Before completing the Ph.D. Lawvere spent a year in Berkeley as an informal student of model theory and set theory, following lectures by Alfred Tarski and Dana Scott. In his first teaching position at Reed College he was instructed to devise courses in calculus and abstract algebra from a foundational perspective. He tried to use the then current axiomatic set theory but found it unworkable for undergraduates, so he instead developed the first axioms for the more relevant composition of mappings of sets. He later streamlined those axioms into the Elementary Theory of the Category of Sets (1964) 
(Reprints, #11), which became an ingredient (the constant case) of elementary topos theory.

Lawvere died on January 23, 2023, at the age of 85.

Work
Lawvere completed his Ph.D at Columbia in 1963 with Eilenberg. His dissertation introduced the Category of Categories as a framework for the semantics of algebraic theories. During 1964–1967 at the Forschungsinstitut für Mathematik at the ETH in Zürich he worked on the Category of Categories and was especially influenced by Pierre Gabriel's seminars at Oberwolfach on Grothendieck's foundation of algebraic geometry. He then taught at the University of Chicago, working with Mac Lane, and at the City University of New York Graduate Center (CUNY), working with Alex Heller.  His Chicago lectures on categorical dynamics were a further step toward topos theory and his CUNY lectures on hyperdoctrines advanced categorical logic especially using his 1963 discovery that existential and universal quantifiers can be characterized as special cases of adjoint functors.

Back in Zürich for 1968–69 he proposed elementary (first-order) axioms for toposes generalizing the concept of the Grothendieck topos (see history of topos theory) and worked with the algebraic topologist Myles Tierney to clarify and apply this theory. Tierney discovered major simplifications in the description of Grothendieck "topologies". Anders Kock later found further simplifications so that a topos can be described as a category with products and equalizers in which the notions of map space and subobject are representable. Lawvere had pointed out that a Grothendieck topology can be entirely described as an endomorphism of the subobject representor, and Tierney showed that the conditions it needs to satisfy are just idempotence and the preservation of finite intersections. These "topologies" are important in both algebraic geometry and model theory because they determine the subtoposes as sheaf-categories.

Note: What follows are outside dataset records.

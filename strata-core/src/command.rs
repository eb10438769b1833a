//! Commands and command results.

use std::{
    any::{Any, TypeId, type_name},
    fmt,
    sync::Arc,
};

use chrono::{DateTime, Utc};
use serde::{Deserialize, Serialize};

use crate::{
    error::{ErrorCode, ErrorInfo},
    id::{AggregateId, generate_id},
    message::{Header, Message},
};

/// A command addressed to one aggregate.
///
/// The body is type-erased so commands for every aggregate can share one bus;
/// the processor routes it back to a handler by its runtime type.
#[derive(Clone)]
pub struct CommandMessage {
    pub id: String,
    /// Caller-chosen idempotency key. Defaults to the command id.
    pub request_id: String,
    pub aggregate_id: AggregateId,
    /// Expected current version of the aggregate, for optimistic checks.
    pub aggregate_version: Option<u64>,
    pub header: Header,
    pub create_time: DateTime<Utc>,
    name: &'static str,
    body: Arc<dyn Any + Send + Sync>,
}

impl CommandMessage {
    pub fn new<C>(aggregate_id: AggregateId, body: C) -> Self
    where
        C: Send + Sync + 'static,
    {
        let id = generate_id();
        Self {
            request_id: id.clone(),
            id,
            aggregate_id,
            aggregate_version: None,
            header: Header::new(),
            create_time: Utc::now(),
            name: type_name::<C>(),
            body: Arc::new(body),
        }
    }

    #[must_use]
    pub fn with_request_id(mut self, request_id: impl Into<String>) -> Self {
        self.request_id = request_id.into();
        self
    }

    #[must_use]
    pub const fn with_aggregate_version(mut self, version: u64) -> Self {
        self.aggregate_version = Some(version);
        self
    }

    #[must_use]
    pub fn with_header(mut self, key: impl Into<String>, value: impl Into<String>) -> Self {
        self.header.insert(key.into(), value.into());
        self
    }

    /// Rust type name of the body.
    #[must_use]
    pub const fn name(&self) -> &'static str {
        self.name
    }

    #[must_use]
    pub fn body_type_id(&self) -> TypeId {
        (*self.body).type_id()
    }

    #[must_use]
    pub fn body_any(&self) -> &(dyn Any + Send + Sync) {
        &*self.body
    }

    /// Typed access to the body.
    #[must_use]
    pub fn body<C: 'static>(&self) -> Option<&C> {
        self.body.downcast_ref::<C>()
    }
}

impl fmt::Debug for CommandMessage {
    fn fmt(&self, f: &mut fmt::Formatter<'_>) -> fmt::Result {
        f.debug_struct("CommandMessage")
            .field("id", &self.id)
            .field("request_id", &self.request_id)
            .field("aggregate_id", &self.aggregate_id)
            .field("aggregate_version", &self.aggregate_version)
            .field("name", &self.name)
            .finish_non_exhaustive()
    }
}

impl Message for CommandMessage {
    fn message_id(&self) -> &str {
        &self.id
    }

    fn aggregate_id(&self) -> &AggregateId {
        &self.aggregate_id
    }

    fn header(&self) -> &Header {
        &self.header
    }

    fn command_id(&self) -> &str {
        &self.id
    }

    fn request_id(&self) -> &str {
        &self.request_id
    }

    fn aggregate_version(&self) -> Option<u64> {
        self.aggregate_version
    }
}

/// Propagation stages of a command, in order.
#[derive(Clone, Copy, Debug, PartialEq, Eq, Hash, PartialOrd, Ord, Serialize, Deserialize)]
#[serde(rename_all = "SCREAMING_SNAKE_CASE")]
pub enum CommandStage {
    /// Accepted by the command bus.
    Sent,
    /// Events appended (or the command rejected) by the processor.
    Processed,
    Snapshot,
    Projected,
    EventHandled,
    SagaHandled,
}

impl CommandStage {
    pub const ALL: [Self; 6] = [
        Self::Sent,
        Self::Processed,
        Self::Snapshot,
        Self::Projected,
        Self::EventHandled,
        Self::SagaHandled,
    ];

    /// Stages strictly before `self`.
    pub fn previous(self) -> impl Iterator<Item = Self> {
        Self::ALL.into_iter().filter(move |stage| *stage < self)
    }

    #[must_use]
    pub const fn as_str(self) -> &'static str {
        match self {
            Self::Sent => "SENT",
            Self::Processed => "PROCESSED",
            Self::Snapshot => "SNAPSHOT",
            Self::Projected => "PROJECTED",
            Self::EventHandled => "EVENT_HANDLED",
            Self::SagaHandled => "SAGA_HANDLED",
        }
    }
}

impl fmt::Display for CommandStage {
    fn fmt(&self, f: &mut fmt::Formatter<'_>) -> fmt::Result {
        f.write_str(self.as_str())
    }
}

/// Outcome of a command at one stage.
#[derive(Clone, Debug, PartialEq, Eq, Serialize, Deserialize)]
pub struct CommandResult {
    pub id: String,
    pub stage: CommandStage,
    pub context_name: String,
    pub aggregate_name: String,
    pub tenant_id: String,
    pub aggregate_id: String,
    /// Aggregate version after the command, when known.
    pub aggregate_version: Option<u64>,
    pub request_id: String,
    pub command_id: String,
    /// Name of the component that reported this stage.
    pub processor: String,
    pub error: ErrorInfo,
    /// The command had already been applied; this reports the earlier
    /// outcome.
    #[serde(default)]
    pub duplicate: bool,
    pub signal_time: DateTime<Utc>,
}

impl CommandResult {
    /// A successful result for `stage`.
    pub fn succeeded<M: Message>(
        stage: CommandStage,
        processor: impl Into<String>,
        message: &M,
    ) -> Self {
        let aggregate_id = message.aggregate_id();
        Self {
            id: generate_id(),
            stage,
            context_name: aggregate_id.context_name().to_string(),
            aggregate_name: aggregate_id.aggregate_name().to_string(),
            tenant_id: aggregate_id.tenant_id.clone(),
            aggregate_id: aggregate_id.id.clone(),
            aggregate_version: message.aggregate_version(),
            request_id: message.request_id().to_string(),
            command_id: message.command_id().to_string(),
            processor: processor.into(),
            error: ErrorInfo::ok(),
            duplicate: false,
            signal_time: Utc::now(),
        }
    }

    /// A failed result for `stage`.
    pub fn failed<M, E>(
        stage: CommandStage,
        processor: impl Into<String>,
        message: &M,
        error: &E,
    ) -> Self
    where
        M: Message,
        E: ErrorCode + std::error::Error + ?Sized,
    {
        Self::succeeded(stage, processor, message).with_error(ErrorInfo::from_error(error))
    }

    #[must_use]
    pub fn with_error(mut self, error: ErrorInfo) -> Self {
        self.error = error;
        self
    }

    #[must_use]
    pub const fn with_aggregate_version(mut self, version: Option<u64>) -> Self {
        self.aggregate_version = version;
        self
    }

    #[must_use]
    pub const fn with_duplicate(mut self, duplicate: bool) -> Self {
        self.duplicate = duplicate;
        self
    }

    #[must_use]
    pub fn is_succeeded(&self) -> bool {
        self.error.is_succeeded()
    }
}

Dalhousie University in 1969 set up a group of 15 Killam-supported researchers with Lawvere at the head; but in 1971 it terminated the group. Lawvere was controversial for his political opinions, for example, his opposition to the 1970 use of the War Measures Act, and for teaching the history of mathematics without permission. But in 1995 Dalhousie hosted the celebration of 50 years of category theory with Lawvere and Saunders Mac Lane present.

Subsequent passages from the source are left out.